Treatment | ΦSC | p | ΦCT | p |
---|---|---|---|---|
I. scapularis | ||||
NEvMWvSE | 0.1579 | <0.001 | 0.9688 | <0.001 |
NEvMW | 0.0788 | <0.001 | 0.0443 | 0.059 |
NEvSE | 0.2412 | <0.001 | 0.2024 | <0.001 |
MWvSE | 0.2055 | <0.001 | 0.1899 | 0.004 |
B. burgdorferi | ||||
NYvVAvMW | 0.0045 | 0.4236 | 0.223 | <0.001 |
EastvMW | 0.0190 | 0.1069 | 0.276 | <0.001 |
sc - Among populations within regions
ct - Between regions
The large differences in sampling effort between the Eastern tick populations and the Midwestern populations does not affect the significance of the analyses. Significant genetic structure was found for all 100 subsampled datasets within and between the Northeastern, Midwestern, and Southeastern regions as well as between the Northeastern and Southeastern regions and the Midwestern and Southeastern regions (p<0.05). Significant structure was found between the Northeastern and Midwestern regions in 13 of the 100 subsampled datasets. These analyses, along with the nearly significant structure found using the entire dataset, suggest that given greater sampling in the Northeast, significant genetic structure would be found. Nevertheless, the identity and frequency of tick haplotypes in the Northeastern and the Midwestern regions are much more similar to each other than either is to the Southeastern region.
Population genetic structure is not detected among B. burgdorferi populations within either the Midwestern or Northeastern US (ΦSC=0.034; p=0.11; Table 2). The majority of haplotypes are present in every sampled population indicating that high genetic diversity is maintained within sampling areas (Table 2). Significant differences in the identity and frequency of IGS haplotypes between Midwestern and Northeastern regions (ΦCT=0.276; p<0.0001) indicate inter-regional barriers to gene flow. Regional differentiation is driven by the undetectably low frequency of RST-I haplotypes in the Midwest. No population differentiation was detected when RST-I samples were removed Northeastern populations (p=0.34), suggesting that the barrier to gene flow between these two regions is restricted to RST-I haplotypes.

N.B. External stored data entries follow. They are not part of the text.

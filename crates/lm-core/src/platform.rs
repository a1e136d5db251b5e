//! Platform fact detection and key resolution.

use crate::host::HostOps;
use lm_common::{OsFacts, OsKey};
use std::collections::BTreeMap;
use std::fs;
use tracing::debug;

const OS_RELEASE: &str = "/etc/os-release";

/// Detect raw facts for the running host.
pub fn detect_facts() -> OsFacts {
    let family = detect_family();
    let distro_id = if family == "Linux" {
        fs::read_to_string(OS_RELEASE)
            .ok()
            .and_then(|text| parse_os_release(&text).remove("ID"))
    } else {
        None
    };
    OsFacts {
        family,
        distro_id,
        arch: detect_arch(),
    }
}

fn detect_family() -> String {
    match std::env::consts::OS {
        "linux" => "Linux".to_string(),
        "windows" => "Windows".to_string(),
        "aix" => "AIX".to_string(),
        other => other.to_string(),
    }
}

fn detect_arch() -> String {
    match std::env::consts::ARCH {
        "powerpc64" if cfg!(target_endian = "little") => "ppc64le".to_string(),
        other => other.to_string(),
    }
}

/// Parse `KEY=value` lines from an os-release file. Quotes are stripped.
pub fn parse_os_release(text: &str) -> BTreeMap<String, String> {
    text.lines()
        .map(str::trim)
        .filter(|line| !line.is_empty() && !line.starts_with('#'))
        .filter_map(|line| line.split_once('='))
        .map(|(k, v)| {
            (
                k.trim().to_string(),
                v.trim().trim_matches(|c| c == '"' || c == '\'').to_string(),
            )
        })
        .collect()
}

/// Resolve the platform key for a host, once per run.
pub fn resolve_os_key(host: &dyn HostOps) -> (OsFacts, OsKey) {
    let facts = host.os_facts();
    let key = facts.os_key();
    debug!(
        family = %facts.family,
        distro = facts.distro_id.as_deref().unwrap_or("-"),
        arch = %facts.arch,
        os_key = %key,
        "resolved platform key"
    );
    (facts, key)
}
//! Host wrapper that refuses to change anything.

use super::{DirEntry, ExecOutput, HostOps, Invocation};
use crate::logging::events::event_names;
use lm_common::OsFacts;
use std::io;
use std::path::Path;
use std::time::Duration;
use tracing::info;

/// Forwards reads to the inner host, logs and skips every mutation.
///
/// Processes are never started: a dry run cannot tell a read-only command
/// from a destructive one, so all of them report success with empty output.
pub struct DryRunHost<H> {
    inner: H,
}

impl<H: HostOps> DryRunHost<H> {
    pub fn new(inner: H) -> Self {
        DryRunHost { inner }
    }

    pub fn inner(&self) -> &H {
        &self.inner
    }

    fn skip(&self, action: &str, path: &Path) {
        info!(
            target: event_names::HOST_DRY_RUN,
            action,
            path = %path.display(),
            "[DRY-RUN] Would {} {}",
            action,
            path.display()
        );
    }
}

impl<H: HostOps> HostOps for DryRunHost<H> {
    fn os_facts(&self) -> OsFacts {
        self.inner.os_facts()
    }

    fn execute(&self, invocation: &Invocation, _timeout: Option<Duration>) -> io::Result<ExecOutput> {
        info!(
            target: event_names::HOST_DRY_RUN,
            action = "execute",
            command = %invocation.render(),
            "[DRY-RUN] Would run: {}",
            invocation.render()
        );
        Ok(ExecOutput::ok(""))
    }

    fn exists(&self, path: &Path) -> bool {
        self.inner.exists(path)
    }

    fn is_dir(&self, path: &Path) -> bool {
        self.inner.is_dir(path)
    }

    fn list_dir(&self, path: &Path) -> io::Result<Vec<DirEntry>> {
        self.inner.list_dir(path)
    }

    fn read(&self, path: &Path) -> io::Result<Vec<u8>> {
        self.inner.read(path)
    }

    fn create_dir_all(&self, path: &Path) -> io::Result<()> {
        self.skip("create directory", path);
        Ok(())
    }

    fn remove_tree(&self, path: &Path) -> io::Result<()> {
        self.skip("remove directory", path);
        Ok(())
    }

    fn remove_file(&self, path: &Path) -> io::Result<()> {
        self.skip("remove file", path);
        Ok(())
    }

    fn copy_file(&self, from: &Path, to: &Path) -> io::Result<u64> {
        info!(
            target: event_names::HOST_DRY_RUN,
            action = "copy",
            from = %from.display(),
            to = %to.display(),
            "[DRY-RUN] Would copy {} to {}",
            from.display(),
            to.display()
        );
        Ok(0)
    }

    fn write_file(&self, path: &Path, _contents: &[u8]) -> io::Result<()> {
        self.skip("write", path);
        Ok(())
    }

    fn set_executable(&self, path: &Path) -> io::Result<()> {
        self.skip("mark executable", path);
        Ok(())
    }

    fn free_bytes(&self, path: &Path) -> io::Result<u64> {
        self.inner.free_bytes(path)
    }

    fn is_privileged(&self) -> bool {
        self.inner.is_privileged()
    }

    fn registry_value(&self, key: &str, value: &str) -> Option<String> {
        self.inner.registry_value(key, value)
    }
}
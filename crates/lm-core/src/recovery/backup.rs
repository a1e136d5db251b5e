//! Backup sets taken before destructive steps.
//!
//! One set per run lives under `<backup_root>/<component>-<timestamp>-<run_id>`:
//!
//! ```text
//! manifest.json
//! config/<file name>      copies of each config file
//! packages/<file name>    installer and package archives
//! ```
//!
//! Config files are also copied to `<file>.bk` beside the original. A restore
//! uses whichever copy still matches the manifest checksum, the stored one
//! first.

use crate::host::HostOps;
use crate::logging::events::event_names;
use chrono::{DateTime, Utc};
use lm_common::{Error, OsKey, Result};
use serde::{Deserialize, Serialize};
use sha2::{Digest, Sha256};
use std::io;
use std::path::{Path, PathBuf};
use tracing::{debug, info, warn};

pub const MANIFEST_FILE: &str = "manifest.json";
pub const CONFIG_BACKUP_SUFFIX: &str = ".bk";

/// One file held in a backup set.
#[derive(Debug, Clone, PartialEq, Eq, Serialize, Deserialize)]
pub struct BackupEntry {
    /// Where the file came from.
    pub original: PathBuf,
    /// Copy inside the set.
    pub stored: PathBuf,
    /// SHA-256 of the contents, lowercase hex.
    pub sha256: String,
    pub size_bytes: u64,
}

/// Stored alongside each backup set.
#[derive(Debug, Clone, PartialEq, Eq, Serialize, Deserialize)]
pub struct BackupManifest {
    pub component_id: String,
    pub run_id: String,
    pub created_at: DateTime<Utc>,
    /// Version installed when the set was taken.
    pub previous_version: Option<String>,
    #[serde(default)]
    pub config_files: Vec<BackupEntry>,
    #[serde(default)]
    pub packages: Vec<BackupEntry>,
}

/// A backup set on disk.
#[derive(Debug, Clone, PartialEq, Eq)]
pub struct BackupSet {
    pub root: PathBuf,
    pub manifest: BackupManifest,
}

impl BackupSet {
    pub fn config_dir(&self) -> PathBuf {
        self.root.join("config")
    }

    pub fn packages_dir(&self) -> PathBuf {
        self.root.join("packages")
    }

    pub fn manifest_path(&self) -> PathBuf {
        self.root.join(MANIFEST_FILE)
    }

    /// Archived native package file for `package` (`<package>-<digit>...rpm`).
    pub fn package_file(&self, package: &str) -> Option<&Path> {
        self.manifest
            .packages
            .iter()
            .map(|e| e.stored.as_path())
            .find(|p| {
                p.file_name()
                    .map(|n| crate::driver::matches_package(&n.to_string_lossy(), package))
                    .unwrap_or(false)
            })
    }

    /// Archived installer for the platform, if one was taken.
    pub fn installer(&self, os_key: &OsKey) -> Option<&Path> {
        let ext = os_key.installer_extension()?;
        self.manifest
            .packages
            .iter()
            .map(|e| e.stored.as_path())
            .find(|p| p.to_string_lossy().to_ascii_lowercase().ends_with(ext))
    }
}

/// What to put into a new backup set.
#[derive(Debug, Clone, Default)]
pub struct BackupRequest<'a> {
    pub component_id: &'a str,
    pub run_id: &'a str,
    pub previous_version: Option<&'a str>,
    pub config_files: &'a [PathBuf],
    pub packages: &'a [PathBuf],
}

/// Creates, checks, and discards backup sets through a [`HostOps`].
pub struct BackupManager<'h> {
    host: &'h dyn HostOps,
    root: PathBuf,
}

impl<'h> BackupManager<'h> {
    pub fn new(host: &'h dyn HostOps, root: impl Into<PathBuf>) -> Self {
        BackupManager {
            host,
            root: root.into(),
        }
    }

    pub fn root(&self) -> &Path {
        &self.root
    }

    /// Compute SHA-256 checksum of a file.
    pub fn compute_checksum(&self, path: &Path) -> io::Result<String> {
        let data = self.host.read(path)?;
        Ok(hex::encode(Sha256::digest(&data)))
    }

    /// Take a backup set. Config files that do not exist are skipped; a
    /// package file that cannot be read fails the whole backup.
    pub fn create(&self, request: &BackupRequest<'_>) -> Result<BackupSet> {
        let created_at = Utc::now();
        let name = format!(
            "{}-{}-{}",
            request.component_id,
            created_at.format("%Y%m%dT%H%M%SZ"),
            request.run_id
        );
        let mut set = BackupSet {
            root: self.root.join(name),
            manifest: BackupManifest {
                component_id: request.component_id.to_string(),
                run_id: request.run_id.to_string(),
                created_at,
                previous_version: request.previous_version.map(str::to_string),
                config_files: Vec::new(),
                packages: Vec::new(),
            },
        };
        self.host.create_dir_all(&set.root)?;

        for original in request.config_files {
            if !self.host.exists(original) {
                debug!(path = %original.display(), "config file absent, not backed up");
                continue;
            }
            let beside = with_suffix(original, CONFIG_BACKUP_SUFFIX);
            self.host.copy_file(original, &beside)?;
            let entry = self.store(original, &set.config_dir())?;
            set.manifest.config_files.push(entry);
        }

        for original in request.packages {
            let entry = self.store(original, &set.packages_dir())?;
            set.manifest.packages.push(entry);
        }

        let manifest = serde_json::to_vec_pretty(&set.manifest)?;
        self.host.write_file(&set.manifest_path(), &manifest)?;

        info!(
            target: event_names::BACKUP_CREATED,
            path = %set.root.display(),
            config_files = set.manifest.config_files.len(),
            packages = set.manifest.packages.len(),
            previous_version = request.previous_version.unwrap_or("-"),
            "backup set created"
        );
        Ok(set)
    }

    fn store(&self, original: &Path, dir: &Path) -> Result<BackupEntry> {
        let file_name = original.file_name().ok_or_else(|| {
            Error::Io(io::Error::new(
                io::ErrorKind::InvalidInput,
                format!("{} has no file name", original.display()),
            ))
        })?;
        let stored = dir.join(file_name);
        let data = self.host.read(original)?;
        self.host.copy_file(original, &stored)?;
        Ok(BackupEntry {
            original: original.to_path_buf(),
            stored,
            sha256: hex::encode(Sha256::digest(&data)),
            size_bytes: data.len() as u64,
        })
    }

    /// Entries whose stored copy is missing or no longer matches its
    /// checksum.
    pub fn corrupted(&self, set: &BackupSet) -> Vec<PathBuf> {
        set.manifest
            .config_files
            .iter()
            .chain(&set.manifest.packages)
            .filter(|entry| match self.compute_checksum(&entry.stored) {
                Ok(sum) => sum != entry.sha256,
                Err(_) => true,
            })
            .map(|entry| entry.stored.clone())
            .collect()
    }

    /// Put config files back from the stored copy, or from `<file>.bk` when
    /// the stored copy is gone or damaged. A copy is only used if it matches
    /// the manifest checksum. Returns the files that could not be restored.
    pub fn restore_config(&self, set: &BackupSet) -> Vec<PathBuf> {
        let mut failed = Vec::new();
        for entry in &set.manifest.config_files {
            let beside = with_suffix(&entry.original, CONFIG_BACKUP_SUFFIX);
            let source = [&entry.stored, &beside].into_iter().find(|candidate| {
                match self.compute_checksum(candidate) {
                    Ok(sum) => sum == entry.sha256,
                    Err(_) => false,
                }
            });
            let Some(source) = source else {
                warn!(
                    path = %entry.original.display(),
                    "no copy matches the recorded checksum, config file not restored"
                );
                failed.push(entry.original.clone());
                continue;
            };
            debug!(path = %entry.original.display(), source = %source.display(), "restoring config file");
            if let Err(e) = self.host.copy_file(source, &entry.original) {
                warn!(
                    path = %entry.original.display(),
                    error = %e,
                    "config file not restored"
                );
                failed.push(entry.original.clone());
            }
        }
        failed
    }

    /// Remove the set and the `<file>.bk` copies it made.
    pub fn discard(&self, set: &BackupSet) -> io::Result<()> {
        for entry in &set.manifest.config_files {
            let beside = with_suffix(&entry.original, CONFIG_BACKUP_SUFFIX);
            if self.host.exists(&beside) {
                self.host.remove_file(&beside)?;
            }
        }
        self.host.remove_tree(&set.root)?;
        info!(
            target: event_names::BACKUP_DISCARDED,
            path = %set.root.display(),
            "backup set discarded"
        );
        Ok(())
    }

    pub fn load(&self, dir: &Path) -> Result<BackupSet> {
        let text = self.host.read_to_string(&dir.join(MANIFEST_FILE))?;
        Ok(BackupSet {
            root: dir.to_path_buf(),
            manifest: serde_json::from_str(&text)?,
        })
    }

    /// Sets kept for a component, newest first. Unreadable sets are skipped.
    pub fn list(&self, component_id: &str) -> Vec<BackupSet> {
        let Ok(entries) = self.host.list_dir(&self.root) else {
            return Vec::new();
        };
        let prefix = format!("{}-", component_id);
        let mut sets: Vec<BackupSet> = entries
            .into_iter()
            .filter(|e| !e.is_file && e.name.starts_with(&prefix))
            .filter_map(|e| match self.load(&e.path) {
                Ok(set) if set.manifest.component_id == component_id => Some(set),
                Ok(_) => None,
                Err(err) => {
                    debug!(path = %e.path.display(), error = %err, "skipping unreadable backup set");
                    None
                }
            })
            .collect();
        sets.sort_by(|a, b| b.manifest.created_at.cmp(&a.manifest.created_at));
        sets
    }
}
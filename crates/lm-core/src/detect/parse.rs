//! Text scraping for package-manager and registry output.
//!
//! None of the tracking tools have a structured output mode, so every
//! heuristic lives here behind small functions with table tests. A line that
//! does not match is skipped, never an error.

use std::collections::BTreeMap;

/// Architecture suffixes RPM appends to `name-version-release`.
const RPM_ARCH_SUFFIXES: &[&str] = &[".x86_64", ".ppc64le", ".noarch", ".aarch64", ".s390x", ".i686"];

/// Version that follows `id` + `separator` on a listing line.
///
/// The id match is case-insensitive and must start the line or follow a
/// non-identifier character, and the separator must be followed by a digit.
/// This keeps `TIVsm-BA` from matching `TIVsm-BAcit-8.1.0`.
pub fn extract_version(line: &str, id: &str, separator: char) -> Option<String> {
    if id.is_empty() {
        return None;
    }
    let hay = line.to_ascii_lowercase();
    let needle = id.to_ascii_lowercase();

    let mut from = 0;
    while let Some(pos) = hay[from..].find(&needle) {
        let start = from + pos;
        let end = start + needle.len();
        from = start + needle.chars().next().map_or(1, char::len_utf8);

        let boundary_ok = hay[..start]
            .chars()
            .next_back()
            .map_or(true, |c| !is_ident_char(c));
        if !boundary_ok {
            continue;
        }

        let mut rest = line[end..].chars();
        if rest.next() != Some(separator) {
            continue;
        }
        let tail = rest.as_str();
        if !tail.starts_with(|c: char| c.is_ascii_digit()) {
            continue;
        }
        let version: String = tail.chars().take_while(|c| !c.is_whitespace()).collect();
        return Some(version);
    }
    None
}

fn is_ident_char(c: char) -> bool {
    c.is_ascii_alphanumeric() || matches!(c, '.' | '-' | '_')
}

/// Scan listing output for every id. The first match per id wins.
pub fn parse_listing(
    output: &str,
    ids: &[String],
    separator: char,
    normalize: Option<fn(&str) -> String>,
) -> BTreeMap<String, String> {
    let mut found = BTreeMap::new();
    for line in output.lines().map(str::trim).filter(|l| !l.is_empty()) {
        for id in ids {
            if found.contains_key(id) {
                continue;
            }
            if let Some(raw) = extract_version(line, id, separator) {
                let version = normalize.map_or_else(|| raw.clone(), |f| f(&raw));
                found.insert(id.clone(), version);
            }
        }
    }
    found
}

/// `8.1.20-0.x86_64` becomes `8.1.20.0`.
pub fn normalize_rpm_version(raw: &str) -> String {
    let trimmed = RPM_ARCH_SUFFIXES
        .iter()
        .find_map(|suffix| raw.strip_suffix(suffix))
        .unwrap_or(raw);
    trimmed.replace('-', ".")
}

/// Installation-manager offering version to the product's dotted form.
///
/// The third field packs modification and fix level as `mod * 1000 + fix`,
/// and a build stamp follows: `8.1.20100.20240101_0930` is `8.1.20.100`.
/// Anything not in that shape is returned unchanged.
pub fn normalize_im_version(raw: &str) -> String {
    let mut fields = raw.split('.');
    let (Some(major), Some(minor), Some(packed)) = (fields.next(), fields.next(), fields.next()) else {
        return raw.to_string();
    };
    let numeric = |f: &str| !f.is_empty() && f.bytes().all(|b| b.is_ascii_digit());
    if !(numeric(major) && numeric(minor) && numeric(packed)) || packed.len() < 4 {
        return raw.to_string();
    }
    match packed.parse::<u64>() {
        Ok(n) => format!("{}.{}.{}.{}", major, minor, n / 1000, n % 1000),
        Err(_) => raw.to_string(),
    }
}

/// Data of `value` from `reg query <key> /v <value>` output.
///
/// ```text
/// HKEY_LOCAL_MACHINE\SOFTWARE\IBM\ADSM\CurrentVersion
///     PTF    REG_SZ    8.1.20.0
/// ```
pub fn parse_reg_query(output: &str, value: &str) -> Option<String> {
    output.lines().find_map(|line| {
        let mut parts = line.split_whitespace();
        let name = parts.next()?;
        let kind = parts.next()?;
        if !name.eq_ignore_ascii_case(value) || !kind.starts_with("REG_") {
            return None;
        }
        let data = parts.collect::<Vec<_>>().join(" ");
        (!data.is_empty()).then_some(data)
    })
}
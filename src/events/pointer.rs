use std::rc::Rc;

use wasm_bindgen::closure::Closure;
use wasm_bindgen::JsCast;
use web_sys as web;

use crate::constants::ACTIVE_CLASS;
use crate::core::constants::{POINTER_RELEASE_MS, TOUCH_RELEASE_MS};
use crate::dom;
use crate::frame::TiltAnimator;

/// Wires pointer and touch handlers for one card. Touch listeners are passive
/// so page scrolling stays responsive; enter/leave toggle the `active` class
/// the stylesheet keys its glow on.
pub fn wire_card(animator: &Rc<TiltAnimator>) {
    wire_pointerenter(animator);
    wire_pointermove(animator);
    wire_pointerleave(animator);
    wire_touch(animator);
}

fn wire_pointerenter(animator: &Rc<TiltAnimator>) {
    let a = animator.clone();
    let closure = Closure::wrap(Box::new(move |_ev: web::PointerEvent| {
        a.pointer_enter();
        dom::add_class(a.wrap(), ACTIVE_CLASS);
    }) as Box<dyn FnMut(_)>);
    _ = animator
        .wrap()
        .add_event_listener_with_callback("pointerenter", closure.as_ref().unchecked_ref());
    closure.forget();
}

fn wire_pointermove(animator: &Rc<TiltAnimator>) {
    let a = animator.clone();
    let closure = Closure::wrap(Box::new(move |ev: web::PointerEvent| {
        a.pointer_move(ev.client_x() as f64, ev.client_y() as f64);
    }) as Box<dyn FnMut(_)>);
    _ = animator
        .wrap()
        .add_event_listener_with_callback("pointermove", closure.as_ref().unchecked_ref());
    closure.forget();
}

fn wire_pointerleave(animator: &Rc<TiltAnimator>) {
    let a = animator.clone();
    let closure = Closure::wrap(Box::new(move |_ev: web::PointerEvent| {
        a.start_release(POINTER_RELEASE_MS);
        dom::remove_class(a.wrap(), ACTIVE_CLASS);
    }) as Box<dyn FnMut(_)>);
    _ = animator
        .wrap()
        .add_event_listener_with_callback("pointerleave", closure.as_ref().unchecked_ref());
    closure.forget();
}

fn wire_touch(animator: &Rc<TiltAnimator>) {
    let opts = web::AddEventListenerOptions::new();
    opts.set_passive(true);

    {
        let a = animator.clone();
        let closure = Closure::wrap(Box::new(move |_ev: web::TouchEvent| {
            a.pointer_enter();
            dom::add_class(a.wrap(), ACTIVE_CLASS);
        }) as Box<dyn FnMut(_)>);
        _ = animator
            .wrap()
            .add_event_listener_with_callback_and_add_event_listener_options(
                "touchstart",
                closure.as_ref().unchecked_ref(),
                &opts,
            );
        closure.forget();
    }

    {
        let a = animator.clone();
        let closure = Closure::wrap(Box::new(move |ev: web::TouchEvent| {
            if let Some(t) = ev.touches().item(0) {
                a.pointer_move(t.client_x() as f64, t.client_y() as f64);
            }
        }) as Box<dyn FnMut(_)>);
        _ = animator
            .wrap()
            .add_event_listener_with_callback_and_add_event_listener_options(
                "touchmove",
                closure.as_ref().unchecked_ref(),
                &opts,
            );
        closure.forget();
    }

    for event in ["touchend", "touchcancel"] {
        let a = animator.clone();
        let closure = Closure::wrap(Box::new(move |_ev: web::TouchEvent| {
            a.start_release(TOUCH_RELEASE_MS);
            dom::remove_class(a.wrap(), ACTIVE_CLASS);
        }) as Box<dyn FnMut(_)>);
        _ = animator
            .wrap()
            .add_event_listener_with_callback_and_add_event_listener_options(
                event,
                closure.as_ref().unchecked_ref(),
                &opts,
            );
        closure.forget();
    }
}
// Host-side tests for the rolling gallery engine.
// The main crate is wasm-only, so we include the pure-Rust modules directly.

#![allow(dead_code)]
mod constants {
    include!("../src/core/constants.rs");
}
mod gallery {
    include!("../src/core/gallery.rs");
}

use gallery::*;

#[test]
fn wide_layout_geometry() {
    let layout = GalleryLayout::new(10, 1024.0);
    assert_eq!(layout.cylinder_width, 2160.0);
    assert!((layout.face_width - 388.8).abs() < 1e-3);
    assert!((layout.radius - 2160.0 / (2.0 * std::f32::consts::PI)).abs() < 1e-3);
    assert_eq!(layout.face_angle(0), 0.0);
    assert_eq!(layout.face_angle(5), 180.0);
    assert_eq!(layout.face_angle(9), 324.0);
}

#[test]
fn narrow_layout_shrinks_the_cylinder() {
    let layout = GalleryLayout::new(10, 640.0);
    assert_eq!(layout.cylinder_width, 1320.0);
    assert!((layout.face_width - 237.6).abs() < 1e-3);
}

#[test]
fn face_count_is_never_zero() {
    let layout = GalleryLayout::new(0, 1024.0);
    assert_eq!(layout.face_count, 1);
    assert_eq!(layout.face_angle(0), 0.0);
}

#[test]
fn drag_rotates_by_factor() {
    let layout = GalleryLayout::new(8, 1024.0);
    let mut eng = GalleryEngine::new(layout, false, false);

    // a drag that never began does nothing
    eng.drag_by(100.0);
    assert_eq!(eng.rotation(), 0.0);

    eng.begin_drag();
    assert!(eng.is_dragging());
    eng.drag_by(100.0);
    assert!((eng.rotation() - 5.0).abs() < 1e-5);
    eng.drag_by(-40.0);
    assert!((eng.rotation() - 3.0).abs() < 1e-5);

    eng.end_drag(200.0);
    assert!(!eng.is_dragging());
    assert!((eng.rotation() - 13.0).abs() < 1e-4);
}

#[test]
fn autoplay_spins_a_full_turn_in_its_period() {
    let layout = GalleryLayout::new(8, 1024.0);
    let mut eng = GalleryEngine::new(layout, true, false);
    for _ in 0..20 {
        assert!(eng.tick(1.0));
    }
    assert!((eng.rotation() - -360.0).abs() < 1e-3);
    assert!(eng.normalized_rotation().abs() < 1e-3 || (eng.normalized_rotation() - 360.0).abs() < 1e-3);
}

#[test]
fn hover_pauses_only_when_asked() {
    let layout = GalleryLayout::new(8, 1024.0);

    let mut pausing = GalleryEngine::new(layout, true, true);
    pausing.set_hovered(true);
    assert!(!pausing.tick(1.0));
    assert_eq!(pausing.rotation(), 0.0);
    pausing.set_hovered(false);
    assert!(pausing.tick(1.0));

    let mut indifferent = GalleryEngine::new(layout, true, false);
    indifferent.set_hovered(true);
    assert!(indifferent.tick(1.0));
}

#[test]
fn dragging_suspends_autoplay() {
    let layout = GalleryLayout::new(8, 1024.0);
    let mut eng = GalleryEngine::new(layout, true, false);
    eng.begin_drag();
    assert!(!eng.tick(1.0));
    eng.end_drag(0.0);
    assert!(eng.tick(1.0));
}

#[test]
fn disabled_autoplay_never_ticks() {
    let layout = GalleryLayout::new(8, 1024.0);
    let mut eng = GalleryEngine::new(layout, false, false);
    assert!(!eng.tick(1.0));
    assert_eq!(eng.rotation(), 0.0);
}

Time to the most recent common ancestor (MRCA)
Midwestern tick populations coalesce three times more quickly than those in the Northeast and more than ten times faster than Southeastern tick populations (Table 3). Two Eastern sites, MA in the Northeast and NC1 in the Southeast, coalesce more rapidly than populations in the Midwest. The time to coalescence was not estimated for B. burgdorferi populations because the pattern of nucleotide substitutions among IGS haplotypes violates the assumption of infinite sites inherent to the coalescent estimation procedures.
Table 3.
Region | Population | TMRCA | SD |
---|---|---|---|
Midwest | Stockton | 0.898 | 0.388*10−3 |
Marinette | 0.616 | 0.318*10−3 | |
Colfax | 0.898 | 0.996*10−3 | |
Northeast | NY1 | 2.20 | 0.087 |
LI2 | 2.18 | 0.102 | |
CT | 2.24 | 0.108 | |
MA | 0.525 | 0.0495 | |
Southeast | SC98 | 7.48 | 0.027 |
NC2 | 11.9 | 0.0318 | |
NC1 | 0.592 | 1.5*10−3 |
TMRCA estimates in units of T where T = real time / (Ne* generation time in years).
SD=standard deviation
Demographic History
Tick populations in the Midwest and Northeast experienced recent and rapid increases in population size (Figure 4a). By contrast, Southeastern tick populations SC98 and NC2 show no evidence of changes in historical population size. NC1 remains an exception to this pattern, showing a high estimated growth rate. Midwestern B. burgdorferi also show strong evidence of historical population growth (g=185), while Eastern B. burgdorferi samples show support for little historical population growth (g=43; Figure 4b upper panel). The finding of limited population growth in the Northeastern sites is driven by the RST-I haplotypes that dominate these samples (g=39 for RST-I alone). Estimates using only RST-II and III result in strong support for population growth very similar to that found for the Midwest (g=234; Figure 4b lower panel). Estimates for ticks and B. burgdorferi remained unchanged when singleton haplotypes are removed from the analysis.
DISCUSSION
The evolutionary and biogeographic history of vector-borne parasites like B. burgdorferi are necessarily influenced by the evolutionary and biogeographic history of their vectors; B. burgdorferi occurs almost exclusively where I. scapularis is present (Dennis et al. 1998). However, the historical demographic, migratory, and population genetic patterns of B. burgdorferi do not reflect that its obligate tick vector. The I. scapularis populations show considerable population genetic structure within the Midwestern and Northeastern regions but no significant structure was detected between the regions (Table 2). B. burgdorferi populations, on the other hand, show no population genetic structure within regions, but significant structure between regions (Table 2). Human infectious RST-I strains are absent from the Midwestern samples but constitute roughly half of all samples from the Northeastern US (Figures 2; 3). The Northeastern I. scapularis populations are derived from a small number of migrants from the Southeastern region after the recession of the Pleistocene ice sheet. Phylogenetic similarity among northern tick populations suggests that ticks already established in the post-glacial Northeastern US colonized the Midwest. The B. burgdorferi populations in both the Midwest and Northeast are derived from the same pool of highly variable strains with the exception of RST-I strains that likely face an ecological or geographic barrier to migration.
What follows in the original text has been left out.